Stored items
----

//! Dispatcher that dials TCP destinations directly.

use std::time::Duration;

use futures_util::future::BoxFuture;
use tokio::net::TcpStream;
use tokio_util::sync::CancellationToken;

use super::{Dispatcher, Link};
use crate::buf::Copier;
use crate::config::DispatcherConfig;
use crate::error::{Error, Result};
use crate::net::address::{Destination, Network};
use crate::pipe::{self, PipeReader, PipeWriter};
use crate::policy::BufferPolicy;
use crate::task::{self, Task};

#[derive(Debug, Clone)]
pub struct DirectDispatcher {
    connect_timeout: Duration,
    buffer: BufferPolicy,
}

impl DirectDispatcher {
    pub fn new(config: &DispatcherConfig) -> Self {
        Self {
            connect_timeout: Duration::from_secs(config.connect_timeout_secs),
            buffer: BufferPolicy::default(),
        }
    }

    pub fn with_buffer(mut self, buffer: BufferPolicy) -> Self {
        self.buffer = buffer;
        self
    }

    async fn connect(&self, token: &CancellationToken, destination: &Destination) -> Result<TcpStream> {
        let connect = tokio::time::timeout(
            self.connect_timeout,
            TcpStream::connect(destination.authority()),
        );
        match token.run_until_cancelled(connect).await {
            None => Err(Error::Cancelled),
            Some(Err(_)) => Err(Error::Dispatch {
                destination: destination.clone(),
                reason: format!("connect timed out after {:?}", self.connect_timeout),
            }),
            Some(Ok(Err(e))) => Err(Error::Dispatch {
                destination: destination.clone(),
                reason: e.to_string(),
            }),
            Some(Ok(Ok(stream))) => Ok(stream),
        }
    }
}

impl Dispatcher for DirectDispatcher {
    fn dispatch<'a>(
        &'a self,
        token: &'a CancellationToken,
        destination: Destination,
    ) -> BoxFuture<'a, Result<Link>> {
        Box::pin(async move {
            if destination.network != Network::Tcp {
                return Err(Error::Dispatch {
                    destination,
                    reason: "only tcp destinations can be dialed".to_string(),
                });
            }

            let stream = self.connect(token, &destination).await?;
            if let Err(e) = stream.set_nodelay(true) {
                tracing::debug!(error = %e, "Failed to set TCP_NODELAY");
            }
            tracing::debug!(destination = %destination, "Destination connected");

            let (request_writer, request_reader) = pipe::new(self.buffer.per_connection);
            let (response_writer, response_reader) = pipe::new(self.buffer.per_connection);

            tokio::spawn(pump(
                token.child_token(),
                stream,
                request_reader,
                response_writer,
                self.buffer.chunk_size(),
                destination,
            ));

            Ok(Link {
                reader: response_reader,
                writer: request_writer,
            })
        })
    }
}

/// Move requests to the socket and responses back until both sides finish.
async fn pump(
    token: CancellationToken,
    stream: TcpStream,
    requests: PipeReader,
    responses: PipeWriter,
    chunk_size: usize,
    destination: Destination,
) {
    let (mut read_half, mut write_half) = stream.into_split();

    let outbound = {
        let token = token.clone();
        let requests = requests.clone();
        Task::new(async move {
            Copier::new(&token)
                .pipe_to_stream(&requests, &mut write_half)
                .await
        })
    };

    let inbound = {
        let token = token.clone();
        let responses = responses.clone();
        Task::new(async move {
            Copier::new(&token)
                .chunk_size(chunk_size)
                .stream_to_pipe(&mut read_half, &responses)
                .await
        })
    };

    let result = task::run([
        task::with_context(token.clone()),
        task::parallel([
            outbound,
            task::single(inbound, [task::on_success(task::close(responses.clone()))]),
        ]),
    ])
    .await;
    token.cancel();

    match result {
        Ok(()) => tracing::debug!(destination = %destination, "Destination flow finished"),
        Err(err) => {
            tracing::debug!(destination = %destination, error = %err, "Destination flow failed");
            requests.close_error(err.clone());
            responses.close_error(err);
        }
    }
}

----

#### WORK TASK:
The answer should be nothing but the number of lines above that contain "flow".

#### RESPONSE TO THE TASK:
2